32 minutes ago, kimbosbread said:

Something is dead in this sense when its capability modulo its logistics/training/crew footprint is outweighed by the ease of destroying it. Tanks and attack helicopters consume enormous amounts of valuable resources. When you start having to layer on APS and all these other things, it is even more expensive.

Your competition is a Lada towing a pack of brimstones or lancet-analogues (or another fire and forget munition). Can you provide more bang that per dollar?

Even better competition:

THeMIS-UGV.jpg

We've had the "tank is dead" discussion many, many times and it always comes down to the same thing.  The tank is not dead yet, but it's a dead system walking for sure.  Why?  Because there are systems that already exist that can do nearly everything a tank can do and less expensively in far larger numbers in a wider array of combat environments and without the need to forward deploy or take months to get into action.

Steve

Link to comment
Share on other sites

1 hour ago, kimbosbread said:

Something is dead in this sense when its capability modulo its logistics/training/crew footprint is outweighed by the ease of destroying it. Tanks and attack helicopters consume enormous amounts of valuable resources. When you start having to layer on APS and all these other things, it is even more expensive.

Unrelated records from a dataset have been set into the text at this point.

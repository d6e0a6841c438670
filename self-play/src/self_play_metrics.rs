use engine::{Outcome, Player};
use model::PositionMetrics;

/// Result of a single self-play episode.
#[derive(Debug)]
pub struct SelfPlayMetrics<S> {
    examples: Vec<PositionMetrics<S>>,
    terminal_state: S,
    player_to_move: Player,
    outcome: Outcome,
    num_moves: usize,
}

impl<S> SelfPlayMetrics<S> {
    pub fn new(
        examples: Vec<PositionMetrics<S>>,
        terminal_state: S,
        player_to_move: Player,
        outcome: Outcome,
        num_moves: usize,
    ) -> Self {
        Self {
            examples,
            terminal_state,
            player_to_move,
            outcome,
            num_moves,
        }
    }

    pub fn into_examples(self) -> Vec<PositionMetrics<S>> {
        self.examples
    }

    pub fn examples(&self) -> &[PositionMetrics<S>] {
        &self.examples
    }

    pub fn terminal_state(&self) -> &S {
        &self.terminal_state
    }

    pub fn player_to_move(&self) -> Player {
        self.player_to_move
    }

    /// Outcome from the perspective of the player to move at the terminal state.
    pub fn outcome(&self) -> Outcome {
        self.outcome
    }

    /// Outcome from the perspective of `player`.
    pub fn outcome_for(&self, player: Player) -> Outcome {
        if player == self.player_to_move {
            self.outcome
        } else {
            self.outcome.reversed()
        }
    }

    pub fn num_moves(&self) -> usize {
        self.num_moves
    }
}
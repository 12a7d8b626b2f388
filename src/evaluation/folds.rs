//! Seeded, optionally stratified data partitioning.
//!
//! ## Purpose
//!
//! This module partitions a dataset into k disjoint folds for
//! cross-validation and into a single train/test pair for hold-out
//! evaluation.
//!
//! ## Design notes
//!
//! * **Reproducible**: All shuffling uses a `ChaCha8Rng` seeded from the
//!   caller's seed, so the same (dataset, fold count, stratification, seed)
//!   always yields the same folds on every platform.
//! * **Stratified**: Each stratum is shuffled and cut separately; the leftover
//!   rows of each stratum are handed to the folds after the previous
//!   stratum's leftovers, so fold sizes stay balanced overall.
//! * **Strata**: A categorical label stratifies by class. A numeric label or a
//!   feature stratifies by rank quartiles (fewer bins for small data).
//!
//! ## Invariants
//!
//! * Validation subsets of one split are disjoint and cover every row.
//! * Fold sizes differ by at most one.
//! * Every fold keeps at least two training rows.
//! * With stratification, each fold holds ⌊n_c / f⌋ or ⌈n_c / f⌉ rows of
//!   every stratum c.
//!
//! ## Non-goals
//!
//! * This module does not fit or evaluate models (handled by the engine).

use num_traits::Float;
use rand::SeedableRng;
use rand::seq::SliceRandom;
use rand_chacha::ChaCha8Rng;
use tracing::trace;

use crate::math::stats::rank_bins;
use crate::primitives::dataset::Dataset;
use crate::primitives::errors::KnnError;
use crate::primitives::partition::{Fold, group_sizes};

/// Maximum number of rank bins used to stratify a numeric field.
const MAX_NUMERIC_STRATA: usize = 4;

/// Fewest training rows a fold may have; standardization needs a sample sd.
const MIN_TRAIN_ROWS: usize = 2;

// ============================================================================
// Strata
// ============================================================================

/// Rows grouped by stratum, in stratum order.
#[derive(Debug, Clone, PartialEq)]
pub struct Strata {
    names: Vec<String>,
    members: Vec<Vec<usize>>,
}

impl Strata {
    /// A single stratum holding every row.
    pub fn whole(n: usize) -> Self {
        Self {
            names: vec!["all".to_string()],
            members: vec![(0..n).collect()],
        }
    }

    /// Group the rows of `dataset` by the field named `field`.
    ///
    /// `min_rows_per_bin` limits how many rank bins a numeric field is cut
    /// into; pass the fold count so every bin can feed every fold.
    pub fn of<T: Float>(
        dataset: &Dataset<T>,
        field: &str,
        min_rows_per_bin: usize,
    ) -> Result<Self, KnnError> {
        let schema = dataset.schema();
        let bins = MAX_NUMERIC_STRATA
            .min(dataset.len() / min_rows_per_bin.max(1))
            .max(1);

        let (names, assignment): (Vec<String>, Vec<usize>) = if field == schema.label_name() {
            match (dataset.classes(), dataset.class_codes()) {
                (Some(classes), Some(codes)) => (classes.to_vec(), codes.to_vec()),
                _ => {
                    let targets = dataset.numeric_targets().unwrap_or(&[]);
                    (bin_names(field, bins), rank_bins(targets, bins))
                }
            }
        } else if let Some(j) = schema.feature_index(field) {
            (bin_names(field, bins), rank_bins(&dataset.column(j), bins))
        } else {
            return Err(KnnError::SchemaMismatch(format!(
                "cannot stratify by unknown field '{}'",
                field
            )));
        };

        let mut members = vec![Vec::new(); names.len()];
        for (row, &s) in assignment.iter().enumerate() {
            members[s].push(row);
        }

        // Declared classes without rows do not form a stratum.
        let (names, members) = names
            .into_iter()
            .zip(members)
            .filter(|(_, rows)| !rows.is_empty())
            .unzip();

        Ok(Self { names, members })
    }

    /// Number of strata.
    pub fn len(&self) -> usize {
        self.members.len()
    }

    /// True when there are no strata.
    pub fn is_empty(&self) -> bool {
        self.members.is_empty()
    }

    /// Stratum names, in stratum order.
    pub fn names(&self) -> &[String] {
        &self.names
    }

    /// Row indices of stratum `s`, ascending.
    pub fn members(&self, s: usize) -> &[usize] {
        &self.members[s]
    }
}

fn bin_names(field: &str, bins: usize) -> Vec<String> {
    (1..=bins).map(|b| format!("{} bin {}", field, b)).collect()
}

fn resolve_strata<T: Float>(
    dataset: &Dataset<T>,
    stratify_by: Option<&str>,
    min_rows_per_bin: usize,
) -> Result<Strata, KnnError> {
    match stratify_by {
        Some(field) => Strata::of(dataset, field, min_rows_per_bin),
        None => Ok(Strata::whole(dataset.len())),
    }
}

// ============================================================================
// K-Fold Splitting
// ============================================================================

/// Partitions a dataset into k (train, validation) folds.
pub struct FoldSplitter;

impl FoldSplitter {
    /// Split `dataset` into `fold_count` folds.
    ///
    /// With `stratify_by`, the partition preserves the distribution of that
    /// field across folds.
    pub fn split<T: Float>(
        dataset: &Dataset<T>,
        fold_count: usize,
        stratify_by: Option<&str>,
        seed: u64,
    ) -> Result<Vec<Fold<T>>, KnnError> {
        let assignment = Self::assign(dataset, fold_count, stratify_by, seed)?;

        let mut validation: Vec<Vec<usize>> = vec![Vec::new(); fold_count];
        for (row, &fold) in assignment.iter().enumerate() {
            validation[fold].push(row);
        }

        validation
            .into_iter()
            .enumerate()
            .map(|(id, validation_indices)| {
                let train_indices: Vec<usize> = assignment
                    .iter()
                    .enumerate()
                    .filter(|&(_, &f)| f != id)
                    .map(|(row, _)| row)
                    .collect();
                trace!(
                    fold = id,
                    train = train_indices.len(),
                    validation = validation_indices.len(),
                    "Built fold"
                );
                Ok(Fold {
                    id,
                    train: dataset.subset(&train_indices)?,
                    validation: dataset.subset(&validation_indices)?,
                    train_indices,
                    validation_indices,
                })
            })
            .collect()
    }

    /// Fold number of every row of `dataset`.
    pub fn assign<T: Float>(
        dataset: &Dataset<T>,
        fold_count: usize,
        stratify_by: Option<&str>,
        seed: u64,
    ) -> Result<Vec<usize>, KnnError> {
        if fold_count < 2 {
            return Err(KnnError::InvalidFoldCount(fold_count));
        }
        let n = dataset.len();
        if n < fold_count || n - n.div_ceil(fold_count) < MIN_TRAIN_ROWS {
            return Err(KnnError::InsufficientData {
                required: min_rows_for(fold_count),
                got: n,
                stratum: None,
            });
        }

        let strata = resolve_strata(dataset, stratify_by, fold_count)?;
        let mut rng = ChaCha8Rng::seed_from_u64(seed);
        let mut assignment = vec![0; dataset.len()];
        let mut offset = 0;

        for s in 0..strata.len() {
            let mut rows = strata.members(s).to_vec();
            if rows.len() < fold_count {
                return Err(KnnError::InsufficientData {
                    required: fold_count,
                    got: rows.len(),
                    stratum: stratify_by.map(|_| strata.names()[s].clone()),
                });
            }
            rows.shuffle(&mut rng);

            let mut start = 0;
            for (fold, size) in group_sizes(rows.len(), fold_count, offset)
                .into_iter()
                .enumerate()
            {
                for &row in &rows[start..start + size] {
                    assignment[row] = fold;
                }
                start += size;
            }
            offset = (offset + rows.len() % fold_count) % fold_count;
        }

        trace!(
            rows = dataset.len(),
            folds = fold_count,
            strata = strata.len(),
            seed,
            "Assigned rows to folds"
        );
        Ok(assignment)
    }
}

/// Smallest dataset whose every fold keeps `MIN_TRAIN_ROWS` training rows.
fn min_rows_for(fold_count: usize) -> usize {
    (fold_count..)
        .find(|&n| n - n.div_ceil(fold_count) >= MIN_TRAIN_ROWS)
        .unwrap_or(fold_count)
}

// ============================================================================
// Train/Test Split
// ============================================================================

/// Hold out a test set of about `1 - prop` of the rows.
///
/// With `stratify_by`, the train share is taken per stratum (rounded down).
/// Both returned datasets keep the source row order.
pub fn train_test_split<T: Float>(
    dataset: &Dataset<T>,
    prop: f64,
    stratify_by: Option<&str>,
    seed: u64,
) -> Result<(Dataset<T>, Dataset<T>), KnnError> {
    if !(prop > 0.0 && prop < 1.0) {
        return Err(KnnError::InvalidProportion(prop));
    }

    let strata = resolve_strata(dataset, stratify_by, 2)?;
    let mut rng = ChaCha8Rng::seed_from_u64(seed);
    let mut train = Vec::new();
    let mut test = Vec::new();

    for s in 0..strata.len() {
        let mut rows = strata.members(s).to_vec();
        rows.shuffle(&mut rng);
        let n_train = (rows.len() as f64 * prop).floor() as usize;
        train.extend_from_slice(&rows[..n_train]);
        test.extend_from_slice(&rows[n_train..]);
    }

    if train.is_empty() || test.is_empty() {
        let smaller_share = prop.min(1.0 - prop);
        return Err(KnnError::InsufficientData {
            required: (1.0 / smaller_share).ceil() as usize,
            got: dataset.len(),
            stratum: None,
        });
    }

    train.sort_unstable();
    test.sort_unstable();
    trace!(
        train = train.len(),
        test = test.len(),
        seed,
        "Split train and test"
    );
    Ok((dataset.subset(&train)?, dataset.subset(&test)?))
}
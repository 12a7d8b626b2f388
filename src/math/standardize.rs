//! Feature standardization fitted on training data only.
//!
//! ## Purpose
//!
//! This module centers and scales each feature column to zero mean and unit
//! sample standard deviation, using parameters estimated from a designated
//! training dataset and applied unchanged to any other dataset.
//!
//! ## Design notes
//!
//! * **Leakage prevention**: [`Standardizer::fit`] is the only place
//!   parameters are estimated; [`Standardizer::transform`] never refits.
//! * **Schema binding**: Parameters remember the feature names they were fit
//!   on and refuse datasets with a different layout.
//! * **Pure**: Both operations take immutable inputs and return new values.
//!
//! ## Invariants
//!
//! * Every fitted standard deviation is finite and strictly positive.
//! * Transforming the training set yields column means ≈ 0 and sample
//!   standard deviations ≈ 1.
//!
//! ## Non-goals
//!
//! * This module does not drop or impute degenerate features; it reports them.

use num_traits::Float;

#[cfg(feature = "serde")]
use serde::{Deserialize, Serialize};

use crate::math::stats::{mean, sample_std_dev};
use crate::primitives::dataset::{Dataset, Schema};
use crate::primitives::errors::KnnError;

/// Per-feature centering and scaling parameters.
#[derive(Debug, Clone, PartialEq)]
#[cfg_attr(feature = "serde", derive(Serialize, Deserialize))]
pub struct StandardizationParams<T> {
    feature_names: Vec<String>,
    means: Vec<T>,
    std_devs: Vec<T>,
}

impl<T: Float> StandardizationParams<T> {
    /// Feature names the parameters were fitted on.
    pub fn feature_names(&self) -> &[String] {
        &self.feature_names
    }

    /// Per-feature training means.
    pub fn means(&self) -> &[T] {
        &self.means
    }

    /// Per-feature training sample standard deviations.
    pub fn std_devs(&self) -> &[T] {
        &self.std_devs
    }

    /// Standardize a dataset with these parameters.
    pub fn transform(&self, dataset: &Dataset<T>) -> Result<Dataset<T>, KnnError> {
        Standardizer::transform(dataset, self)
    }

    /// Standardize a single feature vector.
    pub fn transform_point(&self, point: &[T]) -> Result<Vec<T>, KnnError> {
        if point.len() != self.means.len() {
            return Err(KnnError::SchemaMismatch(format!(
                "point has {} features, standardization was fitted on {}",
                point.len(),
                self.means.len()
            )));
        }
        Ok(point
            .iter()
            .zip(self.means.iter().zip(self.std_devs.iter()))
            .map(|(&x, (&m, &s))| (x - m) / s)
            .collect())
    }

    fn check_schema(&self, schema: &Schema) -> Result<(), KnnError> {
        let names = schema.feature_names();
        if names.len() != self.feature_names.len() {
            return Err(KnnError::SchemaMismatch(format!(
                "dataset has {} features, standardization was fitted on {}",
                names.len(),
                self.feature_names.len()
            )));
        }
        if let Some((fitted, got)) = self
            .feature_names
            .iter()
            .zip(names.iter())
            .find(|(a, b)| a != b)
        {
            return Err(KnnError::SchemaMismatch(format!(
                "expected feature '{}', got '{}'",
                fitted, got
            )));
        }
        Ok(())
    }
}

/// Fits and applies z-score standardization.
#[derive(Debug, Clone, Copy, Default)]
pub struct Standardizer;

impl Standardizer {
    /// Estimate per-feature mean and sample standard deviation from `training`.
    ///
    /// Fails with [`KnnError::DegenerateFeature`] when a column is constant
    /// and with [`KnnError::InsufficientData`] for fewer than two rows.
    pub fn fit<T: Float>(training: &Dataset<T>) -> Result<StandardizationParams<T>, KnnError> {
        let n = training.len();
        if n < 2 {
            return Err(KnnError::InsufficientData {
                required: 2,
                got: n,
                stratum: None,
            });
        }

        let names = training.schema().feature_names();
        let mut means = Vec::with_capacity(names.len());
        let mut std_devs = Vec::with_capacity(names.len());

        for (j, name) in names.iter().enumerate() {
            let column = training.column(j);
            let (lo, hi) = column
                .iter()
                .fold((T::infinity(), T::neg_infinity()), |(lo, hi), &v| {
                    (lo.min(v), hi.max(v))
                });
            let sd = sample_std_dev(&column);
            // Exact constancy check; the mean of identical values can round.
            if lo == hi || !sd.is_finite() || sd <= T::zero() {
                return Err(KnnError::DegenerateFeature {
                    feature: name.clone(),
                    fold: None,
                });
            }
            means.push(mean(&column));
            std_devs.push(sd);
        }

        Ok(StandardizationParams {
            feature_names: names.to_vec(),
            means,
            std_devs,
        })
    }

    /// Apply fitted parameters to any dataset.
    pub fn transform<T: Float>(
        dataset: &Dataset<T>,
        params: &StandardizationParams<T>,
    ) -> Result<Dataset<T>, KnnError> {
        params.check_schema(dataset.schema())?;

        let mut scaled = Vec::with_capacity(dataset.features().len());
        for row in dataset.rows() {
            scaled.extend(
                row.iter()
                    .zip(params.means.iter().zip(params.std_devs.iter()))
                    .map(|(&x, (&m, &s))| (x - m) / s),
            );
        }
        Ok(dataset.with_features(scaled))
    }
}
//! Error types for KNN prediction and tuning.
//!
//! ## Purpose
//!
//! This module defines the single error type returned by every fallible
//! operation in the crate. Each variant carries enough context (feature name,
//! fold id, neighbor count) for the caller to diagnose the failure.
//!
//! ## Design notes
//!
//! * **Recoverable**: Every variant describes a local condition the caller can
//!   act on. Nothing here is fatal to the process.
//! * **No auto-repair**: The crate never silently drops degenerate features or
//!   substitutes a value for an undefined metric.
//! * **Context attachment**: Errors raised while evaluating a fold are tagged
//!   with the fold id (and neighbor count) on their way out.
//!
//! ## Non-goals
//!
//! * This module does not log; callers decide how to report errors.

use thiserror::Error;

/// Error type for KNN operations.
#[derive(Debug, Clone, PartialEq, Error)]
pub enum KnnError {
    /// The input dataset (or prediction/truth sequence) has no rows.
    #[error("Input dataset is empty")]
    EmptyInput,

    /// Generic invalid input with a description.
    #[error("Invalid input: {0}")]
    InvalidInput(String),

    /// A value is NaN or infinite.
    #[error("Invalid numeric value: {0}")]
    InvalidNumericValue(String),

    /// A dataset or point does not match the shape or label kind of the fitted
    /// parameters, index or requested mode.
    #[error("Schema mismatch: {0}")]
    SchemaMismatch(String),

    /// A feature has zero standard deviation in the training data.
    #[error(
        "Degenerate feature '{feature}': zero standard deviation in training data{}",
        fold_suffix(.fold)
    )]
    DegenerateFeature {
        /// Name of the constant feature.
        feature: String,
        /// Fold in which the feature was constant, if any.
        fold: Option<usize>,
    },

    /// Neighbor count outside `[1, max]`.
    ///
    /// `max` is `usize::MAX` when the check ran before any data was seen.
    #[error("Invalid k: {k} ({}){}", k_range(.max), fold_suffix(.fold))]
    InvalidK {
        /// The requested neighbor count.
        k: usize,
        /// Number of reference observations available.
        max: usize,
        /// Fold in which the check failed, if any.
        fold: Option<usize>,
    },

    /// A fold or stratum is too small for the requested partitioning.
    #[error(
        "Insufficient data{}: got {got} observations, need at least {required}",
        stratum_suffix(.stratum)
    )]
    InsufficientData {
        /// Minimum number of observations required.
        required: usize,
        /// Number of observations available.
        got: usize,
        /// Name of the offending stratum, if stratified.
        stratum: Option<String>,
    },

    /// A metric's denominator is zero.
    #[error("Undefined metric '{metric}': {reason}{}", fold_k_suffix(.fold, .k))]
    UndefinedMetric {
        /// Metric name.
        metric: &'static str,
        /// Why the metric is undefined.
        reason: String,
        /// Fold being evaluated, if any.
        fold: Option<usize>,
        /// Neighbor count being evaluated, if any.
        k: Option<usize>,
    },

    /// Cross-validation needs at least two folds.
    #[error("Invalid fold count: {0} (must be at least 2)")]
    InvalidFoldCount(usize),

    /// Minkowski order below one or non-finite.
    #[error("Invalid Minkowski order: {0} (must be >= 1 and finite)")]
    InvalidMinkowskiP(f64),

    /// Train/test proportion outside the open unit interval.
    #[error("Invalid proportion: {0} (must be > 0 and < 1)")]
    InvalidProportion(f64),

    /// A builder parameter was configured more than once.
    #[error(
        "Parameter '{parameter}' was set multiple times. Each parameter can only be configured once."
    )]
    DuplicateParameter {
        /// Name of the duplicated parameter.
        parameter: &'static str,
    },
}

impl KnnError {
    /// Tag a fold-level error with the fold it occurred in.
    ///
    /// Existing context is never overwritten.
    pub fn in_fold(self, fold_id: usize) -> Self {
        match self {
            KnnError::DegenerateFeature { feature, fold } => KnnError::DegenerateFeature {
                feature,
                fold: fold.or(Some(fold_id)),
            },
            KnnError::InvalidK { k, max, fold } => KnnError::InvalidK {
                k,
                max,
                fold: fold.or(Some(fold_id)),
            },
            KnnError::UndefinedMetric {
                metric,
                reason,
                fold,
                k,
            } => KnnError::UndefinedMetric {
                metric,
                reason,
                fold: fold.or(Some(fold_id)),
                k,
            },
            other => other,
        }
    }

    /// Tag a metric error with the fold and neighbor count it was computed for.
    pub fn in_fold_at_k(self, fold_id: usize, k_value: usize) -> Self {
        match self.in_fold(fold_id) {
            KnnError::UndefinedMetric {
                metric,
                reason,
                fold,
                k,
            } => KnnError::UndefinedMetric {
                metric,
                reason,
                fold,
                k: k.or(Some(k_value)),
            },
            other => other,
        }
    }
}

fn fold_suffix(fold: &Option<usize>) -> String {
    match fold {
        Some(id) => format!(" (fold {})", id),
        None => String::new(),
    }
}

fn k_range(max: &usize) -> String {
    match *max {
        usize::MAX => "must be at least 1".to_string(),
        max => format!("must be in [1, {}]", max),
    }
}

fn fold_k_suffix(fold: &Option<usize>, k: &Option<usize>) -> String {
    match (fold, k) {
        (Some(id), Some(k)) => format!(" (fold {}, k = {})", id, k),
        (Some(id), None) => format!(" (fold {})", id),
        (None, Some(k)) => format!(" (k = {})", k),
        (None, None) => String::new(),
    }
}

fn stratum_suffix(stratum: &Option<String>) -> String {
    match stratum {
        Some(name) => format!(" in stratum '{}'", name),
        None => String::new(),
    }
}
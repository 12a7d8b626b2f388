//! Layer 3: Algorithms
//!
//! # Purpose
//!
//! This layer implements the KNN model itself:
//! - An exhaustive neighbor index over standardized reference data
//! - Regression and classification predictors sharing that index
//!
//! # Architecture
//!
//! ```text
//! Layer 6: API
//!   ↓
//! Layer 5: Engine
//!   ↓
//! Layer 4: Evaluation
//!   ↓
//! Layer 3: Algorithms ← You are here
//!   ↓
//! Layer 2: Math
//!   ↓
//! Layer 1: Primitives
//! ```

/// Nearest-neighbor index.
pub mod index;

/// Regression and classification predictors.
pub mod predictor;
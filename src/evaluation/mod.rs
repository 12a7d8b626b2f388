//! Layer 4: Evaluation
//!
//! # Purpose
//!
//! This layer measures and compares models:
//! - Regression and classification metrics
//! - Seeded, optionally stratified fold and train/test splits
//! - Aggregation of fold-level results and neighbor-count selection
//!
//! # Architecture
//!
//! ```text
//! Layer 6: API
//!   ↓
//! Layer 5: Engine
//!   ↓
//! Layer 4: Evaluation ← You are here
//!   ↓
//! Layer 3: Algorithms
//!   ↓
//! Layer 2: Math
//!   ↓
//! Layer 1: Primitives
//! ```

/// Prediction quality metrics.
pub mod metrics;

/// Fold and train/test partitioning.
pub mod folds;

/// Tuning results and selection policies.
pub mod cv;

Your competition is a Lada towing a pack of brimstones or lancet-analogues (or another fire and forget munition). Can you provide more bang that per dollar?

That all sounds very truthy. But at no point in time has that ever been how anything works. Anti-tank munitions have always been far cheaper than the tanks they are meant to destroy. If you ever have an anti-tank munition that is more epensive than a tank, you don't have an anti-tank munition. There is a fancy name for this actually. It's the shot exchange problem, and it has been plaguing air defenses throughout this war as they struggle with decisions over whether or not to expend an expensive missile to shoot down a cheap drone (in fact this is the driving factor behind the big comeback that anti-aircraft guns have made, since they can shoot down cheap drones without expending ammunition that is more valuable than the drone). So no, cheap ways of killing tanks do not render tanks obsolete. Cheap ways of killing anything has never rendered anything obsolete.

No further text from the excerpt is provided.